At Datacloud Congress 2025 in Cannes, France, Serverfarm had many fantastic conversations with customers and prospects about where the industry is headed.

In the AI factories era, the focus of many of our discussions were about liquid cooled and high density data centers supporting 100kW, 300kW, and even 600kW per rack deployments. 

We spoke about how data centers must accommodate power and cooling for multiple new classes of processor types and families. Often in the same hall.

Racks are no longer home to just CPUs. The server market has developed rapidly into GPUs, TPUs and CPUs, from multiple players from NIVIDIA, AMD, ARM to Google.

A quick look at the architecture road maps of the dedicated chips makers tells us much about what data centers will look like over the coming years. 

Starting with NVIDIA’s Blackwell Ultra (launch 2025), Rubin (2026), Rubin Ultra (2027) and Feynman (2028). Already the NVIDIA RTX Pro 6000 Blackwell GPU runs at 600w. The Rubin architecture will require 600kWs per rack. On the CPU side AMD is expected to release its Turin 6th Gen EYPC in 2025 which will range from 225w – 360w depending on model. 

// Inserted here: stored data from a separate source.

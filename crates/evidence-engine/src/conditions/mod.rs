//! Registered condition modules. Each file bundles a selector, an aggregator and
//! a static criteria table for one diagnostic code.

mod asthma;
mod gerd;
mod hypertension;
mod irritable_bowel;
mod lumbosacral_strain;
mod migraine;
mod ptsd;
mod sleep_apnea;
mod tinnitus;

use std::fmt;
use std::str::FromStr;

use serde::{Deserialize, Serialize};

use crate::analysis::ConditionModule;

#[derive(Debug, Clone, Copy, PartialEq, Eq, PartialOrd, Ord, Hash, Serialize, Deserialize)]
#[serde(rename_all = "kebab-case")]
pub enum ConditionKey {
    Migraine,
    LumbosacralStrain,
    IrritableBowel,
    Gerd,
    SleepApnea,
    Ptsd,
    Asthma,
    Tinnitus,
    Hypertension,
}

impl ConditionKey {
    pub const ALL: [ConditionKey; 9] = [
        Self::Migraine,
        Self::LumbosacralStrain,
        Self::IrritableBowel,
        Self::Gerd,
        Self::SleepApnea,
        Self::Ptsd,
        Self::Asthma,
        Self::Tinnitus,
        Self::Hypertension,
    ];

    pub const fn slug(self) -> &'static str {
        match self {
            Self::Migraine => "migraine",
            Self::LumbosacralStrain => "lumbosacral-strain",
            Self::IrritableBowel => "irritable-bowel",
            Self::Gerd => "gerd",
            Self::SleepApnea => "sleep-apnea",
            Self::Ptsd => "ptsd",
            Self::Asthma => "asthma",
            Self::Tinnitus => "tinnitus",
            Self::Hypertension => "hypertension",
        }
    }

    /// Diagnostic code of the rating schedule.
    pub const fn code(self) -> &'static str {
        match self {
            Self::Migraine => "8100",
            Self::LumbosacralStrain => "5237",
            Self::IrritableBowel => "7319",
            Self::Gerd => "7346",
            Self::SleepApnea => "6847",
            Self::Ptsd => "9411",
            Self::Asthma => "6602",
            Self::Tinnitus => "6260",
            Self::Hypertension => "7101",
        }
    }

    pub const fn label(self) -> &'static str {
        match self {
            Self::Migraine => "Migraine",
            Self::LumbosacralStrain => "Lumbosacral strain",
            Self::IrritableBowel => "Irritable bowel syndrome",
            Self::Gerd => "Gastroesophageal reflux disease",
            Self::SleepApnea => "Sleep apnea",
            Self::Ptsd => "Post-traumatic stress disorder",
            Self::Asthma => "Bronchial asthma",
            Self::Tinnitus => "Tinnitus",
            Self::Hypertension => "Hypertensive vascular disease",
        }
    }
}

impl fmt::Display for ConditionKey {
    fn fmt(&self, f: &mut fmt::Formatter<'_>) -> fmt::Result {
        f.write_str(self.slug())
    }
}

#[derive(Debug, Clone, PartialEq, Eq, thiserror::Error)]
#[error("unknown condition `{0}`")]
pub struct UnknownCondition(pub String);

impl FromStr for ConditionKey {
    type Err = UnknownCondition;

    /// Accepts the slug or the diagnostic code, ignoring case and separators.
    fn from_str(raw: &str) -> Result<Self, Self::Err> {
        let normalized = crate::observations::normalize_tag(raw);
        Self::ALL
            .into_iter()
            .find(|key| key.slug() == normalized || key.code() == normalized)
            .ok_or_else(|| UnknownCondition(raw.trim().to_string()))
    }
}

/// Every shipped module, in registry order.
pub(crate) fn all_modules() -> [&'static ConditionModule; 9] {
    [
        &migraine::MODULE,
        &lumbosacral_strain::MODULE,
        &irritable_bowel::MODULE,
        &gerd::MODULE,
        &sleep_apnea::MODULE,
        &ptsd::MODULE,
        &asthma::MODULE,
        &tinnitus::MODULE,
        &hypertension::MODULE,
    ]
}

#[cfg(test)]
mod tests {
    use super::*;

    #[test]
    fn keys_parse_from_slug_or_code() {
        assert_eq!("migraine".parse(), Ok(ConditionKey::Migraine));
        assert_eq!(" 8100 ".parse(), Ok(ConditionKey::Migraine));
        assert_eq!("Sleep Apnea".parse(), Ok(ConditionKey::SleepApnea));
        assert_eq!("lumbosacral_strain".parse(), Ok(ConditionKey::LumbosacralStrain));
        assert_eq!(
            "knee".parse::<ConditionKey>(),
            Err(UnknownCondition("knee".to_string()))
        );
    }

    #[test]
    fn every_module_is_registered_under_its_own_key() {
        for (module, key) in all_modules().iter().zip(ConditionKey::ALL) {
            assert_eq!(module.key, key);
            assert_eq!(module.selector.condition, key);
        }
    }

    #[test]
    fn serde_uses_slugs() {
        let json = serde_json::to_string(&ConditionKey::SleepApnea).expect("serialize");
        assert_eq!(json, "\"sleep-apnea\"");
    }
}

London-AI-data-center-squeeze

So, what does this mean for customers of commercial colocation data center operations?

At Serverfarm, we design and operate data centers in direct response to customer needs. 

Questions we have been discussing at Datacloud include: 

“What percentage of AI in a data hall will dictate changes to Power, Cooling and Rack Architecture?” 
“Can we avoid swapping out entire racks to cope with CPU/GPU changes” 
“How do we respond to the AI workloads changing power profiles – ‘AI wave forms?’”

Serverfarm constantly works on ensuring that new demands do not result in sub-optimal customer operations.

Serverfarm design and ops teams have been busy in areas such as evaluating modular infrastructure; AI pods; adaptive power management; dynamic power distribution, liquid cooling technologies and advanced thermal management systems. 

“Whether it’s new builds or upgrades, our mission is to provide roadmap protection for the AI future.”
Serverfarm
Data Centers

Conclusion

AI is prompting those of us focused on the design and operation of data hall power and cooling infrastructure to think differently. 

Data centers are changing. And that is a good thing. 

Of course, technology is not slowing down, and it is the market that will decide the dominant processor architectures going forward. 

Whether our customers are being driven by AI, location or cloud hyperscale needs, our job as the data center infrastructure provider is to be ready to offer our customers roadmap protection.

Meeting that challenge means that across new builds, change of purpose of facilities, or when upgrading existing data centers, the topologies we design and the power and cooling technologies we deploy must be useful in 5-10 years and beyond. 

And that is one thing that has not changed.